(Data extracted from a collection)
----------

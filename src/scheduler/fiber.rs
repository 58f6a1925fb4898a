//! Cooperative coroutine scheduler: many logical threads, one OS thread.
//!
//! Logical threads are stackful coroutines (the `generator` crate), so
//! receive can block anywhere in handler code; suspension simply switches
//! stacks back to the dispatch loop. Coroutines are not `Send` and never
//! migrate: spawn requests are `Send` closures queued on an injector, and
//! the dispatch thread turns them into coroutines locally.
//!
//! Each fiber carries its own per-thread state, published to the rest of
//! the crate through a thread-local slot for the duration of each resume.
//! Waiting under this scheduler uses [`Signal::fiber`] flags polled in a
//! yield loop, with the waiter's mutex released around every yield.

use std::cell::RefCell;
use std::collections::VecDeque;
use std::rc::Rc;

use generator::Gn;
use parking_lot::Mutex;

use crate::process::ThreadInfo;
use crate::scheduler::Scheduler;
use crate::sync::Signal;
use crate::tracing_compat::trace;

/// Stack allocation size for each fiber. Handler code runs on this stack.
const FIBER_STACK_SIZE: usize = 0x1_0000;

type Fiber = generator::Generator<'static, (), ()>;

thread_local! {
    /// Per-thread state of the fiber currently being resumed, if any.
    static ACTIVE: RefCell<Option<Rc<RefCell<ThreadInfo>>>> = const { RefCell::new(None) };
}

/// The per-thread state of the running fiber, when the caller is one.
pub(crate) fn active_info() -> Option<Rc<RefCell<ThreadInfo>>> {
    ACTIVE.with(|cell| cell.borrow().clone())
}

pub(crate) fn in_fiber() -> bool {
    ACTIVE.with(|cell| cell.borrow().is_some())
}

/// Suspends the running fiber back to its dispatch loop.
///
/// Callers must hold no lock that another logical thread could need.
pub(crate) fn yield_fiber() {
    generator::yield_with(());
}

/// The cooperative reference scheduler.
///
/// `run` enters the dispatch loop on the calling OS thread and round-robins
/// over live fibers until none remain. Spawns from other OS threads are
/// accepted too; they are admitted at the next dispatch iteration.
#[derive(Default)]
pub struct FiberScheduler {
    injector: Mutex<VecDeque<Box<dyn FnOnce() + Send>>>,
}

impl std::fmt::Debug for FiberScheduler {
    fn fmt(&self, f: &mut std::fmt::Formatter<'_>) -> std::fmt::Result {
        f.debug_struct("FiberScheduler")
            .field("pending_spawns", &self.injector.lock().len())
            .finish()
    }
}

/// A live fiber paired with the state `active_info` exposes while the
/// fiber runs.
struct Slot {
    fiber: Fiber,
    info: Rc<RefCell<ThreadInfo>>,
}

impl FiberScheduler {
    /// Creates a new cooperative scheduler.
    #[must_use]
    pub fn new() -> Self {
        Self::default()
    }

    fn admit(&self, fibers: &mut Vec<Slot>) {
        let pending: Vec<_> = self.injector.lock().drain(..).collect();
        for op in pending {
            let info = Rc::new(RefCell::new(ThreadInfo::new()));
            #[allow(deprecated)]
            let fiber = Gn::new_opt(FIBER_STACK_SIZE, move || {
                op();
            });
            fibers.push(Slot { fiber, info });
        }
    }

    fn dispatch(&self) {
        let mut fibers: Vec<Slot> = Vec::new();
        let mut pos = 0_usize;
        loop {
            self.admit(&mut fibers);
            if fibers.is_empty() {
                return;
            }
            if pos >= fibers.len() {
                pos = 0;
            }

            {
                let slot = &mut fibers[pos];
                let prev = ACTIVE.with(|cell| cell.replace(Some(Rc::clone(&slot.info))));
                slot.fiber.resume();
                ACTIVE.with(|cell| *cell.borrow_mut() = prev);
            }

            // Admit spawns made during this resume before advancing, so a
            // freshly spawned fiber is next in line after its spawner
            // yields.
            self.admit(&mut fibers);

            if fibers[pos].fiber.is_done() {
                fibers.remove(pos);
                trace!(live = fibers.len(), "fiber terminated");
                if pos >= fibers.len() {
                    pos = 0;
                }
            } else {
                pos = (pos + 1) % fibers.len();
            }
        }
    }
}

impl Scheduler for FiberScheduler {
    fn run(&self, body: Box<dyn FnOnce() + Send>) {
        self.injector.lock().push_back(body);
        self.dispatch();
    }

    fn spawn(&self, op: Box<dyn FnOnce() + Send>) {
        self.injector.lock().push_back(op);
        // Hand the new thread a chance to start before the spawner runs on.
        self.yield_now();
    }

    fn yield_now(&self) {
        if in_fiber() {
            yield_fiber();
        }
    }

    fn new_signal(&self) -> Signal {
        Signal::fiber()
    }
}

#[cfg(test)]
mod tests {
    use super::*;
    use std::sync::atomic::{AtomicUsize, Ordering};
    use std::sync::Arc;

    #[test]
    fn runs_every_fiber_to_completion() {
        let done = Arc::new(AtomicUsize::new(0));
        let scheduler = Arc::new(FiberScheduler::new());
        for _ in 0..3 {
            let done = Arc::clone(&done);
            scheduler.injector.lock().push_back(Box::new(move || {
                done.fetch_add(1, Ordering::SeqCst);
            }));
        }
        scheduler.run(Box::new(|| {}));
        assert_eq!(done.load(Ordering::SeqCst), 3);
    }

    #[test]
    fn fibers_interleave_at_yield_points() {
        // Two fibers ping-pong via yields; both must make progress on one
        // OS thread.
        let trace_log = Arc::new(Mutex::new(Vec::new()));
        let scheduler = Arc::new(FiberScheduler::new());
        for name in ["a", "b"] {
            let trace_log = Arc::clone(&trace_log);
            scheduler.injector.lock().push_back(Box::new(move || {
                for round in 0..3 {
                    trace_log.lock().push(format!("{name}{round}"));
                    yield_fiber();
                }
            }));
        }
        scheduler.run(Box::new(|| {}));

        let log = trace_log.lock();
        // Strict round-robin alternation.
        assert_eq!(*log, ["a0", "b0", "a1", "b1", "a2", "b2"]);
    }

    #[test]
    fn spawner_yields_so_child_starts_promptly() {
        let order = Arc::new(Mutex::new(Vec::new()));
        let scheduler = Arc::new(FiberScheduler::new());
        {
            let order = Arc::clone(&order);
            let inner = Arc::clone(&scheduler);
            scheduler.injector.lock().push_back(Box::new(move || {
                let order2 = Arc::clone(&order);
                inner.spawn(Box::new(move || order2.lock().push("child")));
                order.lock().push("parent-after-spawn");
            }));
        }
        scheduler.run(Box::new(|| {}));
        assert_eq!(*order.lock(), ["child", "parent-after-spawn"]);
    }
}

----------

» Assignment
Once you have read the data above, print all of it again exactly.

» Output of the exercise
filename src/scheduler/fiber.rs
repository 58f6a1925fb4898a
//! Cooperative coroutine scheduler: many logical threads, one OS thread.
//!
//! Logical threads are stackful coroutines (the `generator` crate), so
//! receive can block anywhere in handler code; suspension simply switches
//! stacks back to the dispatch loop. Coroutines are not `Send` and never
//! migrate: spawn requests are `Send` closures queued on an injector, and
//! the dispatch thread turns them into coroutines locally.
//!
//! Each fiber carries its own per-thread state, published to the rest of
//! the crate through a thread-local slot for the duration of each resume.
//! Waiting under this scheduler uses [`Signal::fiber`] flags polled in a
//! yield loop, with the waiter's mutex released around every yield.

use std::cell::RefCell;
use std::collections::VecDeque;
use std::rc::Rc;

use generator::Gn;
use parking_lot::Mutex;

use crate::process::ThreadInfo;
use crate::scheduler::Scheduler;
use crate::sync::Signal;
use crate::tracing_compat::trace;

/// Stack allocation size for each fiber. Handler code runs on this stack.
const FIBER_STACK_SIZE: usize = 0x1_0000;

type Fiber = generator::Generator<'static, (), ()>;

thread_local! {
    /// Per-thread state of the fiber currently being resumed, if any.
    static ACTIVE: RefCell<Option<Rc<RefCell<ThreadInfo>>>> = const { RefCell::new(None) };
}

/// The per-thread state of the running fiber, when the caller is one.
pub(crate) fn active_info() -> Option<Rc<RefCell<ThreadInfo>>> {
    ACTIVE.with(|cell| cell.borrow().clone())
}

pub(crate) fn in_fiber() -> bool {
    ACTIVE.with(|cell| cell.borrow().is_some())
}

/// Suspends the running fiber back to its dispatch loop.
///
/// Callers must hold no lock that another logical thread could need.
pub(crate) fn yield_fiber() {
    generator::yield_with(());
}

/// The cooperative reference scheduler.
///
/// `run` enters the dispatch loop on the calling OS thread and round-robins
/// over live fibers until none remain. Spawns from other OS threads are
/// accepted too; they are admitted at the next dispatch iteration.
#[derive(Default)]
pub struct FiberScheduler {
    injector: Mutex<VecDeque<Box<dyn FnOnce() + Send>>>,
}

impl std::fmt::Debug for FiberScheduler {
    fn fmt(&self, f: &mut std::fmt::Formatter<'_>) -> std::fmt::Result {
        f.debug_struct("FiberScheduler")
            .field("pending_spawns", &self.injector.lock().len())
            .finish()
    }
}

/// A live fiber paired with the state `active_info` exposes while the
/// fiber runs.
struct Slot {
    fiber: Fiber,
    info: Rc<RefCell<ThreadInfo>>,
}

impl FiberScheduler {
    /// Creates a new cooperative scheduler.
    #[must_use]
    pub fn new() -> Self {
        Self::default()
    }

    fn admit(&self, fibers: &mut Vec<Slot>) {
        let pending: Vec<_> = self.injector.lock().drain(..).collect();
        for op in pending {
            let info = Rc::new(RefCell::new(ThreadInfo::new()));
            #[allow(deprecated)]
            let fiber = Gn::new_opt(FIBER_STACK_SIZE, move || {
                op();
            });
            fibers.push(Slot { fiber, info });
        }
    }

    fn dispatch(&self) {
        let mut fibers: Vec<Slot> = Vec::new();
        let mut pos = 0_usize;
        loop {
            self.admit(&mut fibers);
            if fibers.is_empty() {
                return;
            }
            if pos >= fibers.len() {
                pos = 0;
            }

            {
                let slot = &mut fibers[pos];
                let prev = ACTIVE.with(|cell| cell.replace(Some(Rc::clone(&slot.info))));
                slot.fiber.resume();
                ACTIVE.with(|cell| *cell.borrow_mut() = prev);
            }

            // Admit spawns made during this resume before advancing, so a
            // freshly spawned fiber is next in line after its spawner
            // yields.
            self.admit(&mut fibers);

            if fibers[pos].fiber.is_done() {
                fibers.remove(pos);
                trace!(live = fibers.len(), "fiber terminated");
                if pos >= fibers.len() {
                    pos = 0;
                }
            } else {
                pos = (pos + 1) % fibers.len();
            }
        }
    }
}

impl Scheduler for FiberScheduler {
    fn run(&self, body: Box<dyn FnOnce() + Send>) {
        self.injector.lock().push_back(body);
        self.dispatch();
    }

    fn spawn(&self, op: Box<dyn FnOnce() + Send>) {
        self.injector.lock().push_back(op);
        // Hand the new thread a chance to start before the spawner runs on.
        self.yield_now();
    }

    fn yield_now(&self) {
        if in_fiber() {
            yield_fiber();
        }
    }

    fn new_signal(&self) -> Signal {
        Signal::fiber()
    }
}

#[cfg(test)]
mod tests {
    use super::*;
    use std::sync::atomic::{AtomicUsize, Ordering};
    use std::sync::Arc;

    #[test]
    fn runs_every_fiber_to_completion() {
        let done = Arc::new(AtomicUsize::new(0));
        let scheduler = Arc::new(FiberScheduler::new());
        for _ in 0..3 {
            let done = Arc::clone(&done);
            scheduler.injector.lock().push_back(Box::new(move || {
                done.fetch_add(1, Ordering::SeqCst);
            }));
        }
        scheduler.run(Box::new(|| {}));
        assert_eq!(done.load(Ordering::SeqCst), 3);
    }

    #[test]
    fn fibers_interleave_at_yield_points() {
        // Two fibers ping-pong via yields; both must make progress on one
        // OS thread.
        let trace_log = Arc::new(Mutex::new(Vec::new()));
        let scheduler = Arc::new(FiberScheduler::new());
        for name in ["a", "b"] {
            let trace_log = Arc::clone(&trace_log);
            scheduler.injector.lock().push_back(Box::new(move || {
                for round in 0..3 {
                    trace_log.lock().push(format!("{name}{round}"));
                    yield_fiber();
                }
            }));
        }
        scheduler.run(Box::new(|| {}));

        let log = trace_log.lock();
        // Strict round-robin alternation.
        assert_eq!(*log, ["a0", "b0", "a1", "b1", "a2", "b2"]);
    }

    #[test]
    fn spawner_yields_so_child_starts_promptly() {
        let order = Arc::new(Mutex::new(Vec::new()));
        let scheduler = Arc::new(FiberScheduler::new());
        {
            let order = Arc::clone(&order);
            let inner = Arc::clone(&scheduler);
            scheduler.injector.lock().push_back(Box::new(move || {
                let order2 = Arc::clone(&order);
                inner.spawn(Box::new(move || order2.lock().push("child")));
                order.lock().push("parent-after-spawn");
            }));
        }
        scheduler.run(Box::new(|| {}));
        assert_eq!(*order.lock(), ["child", "parent-after-spawn"]);
    }
}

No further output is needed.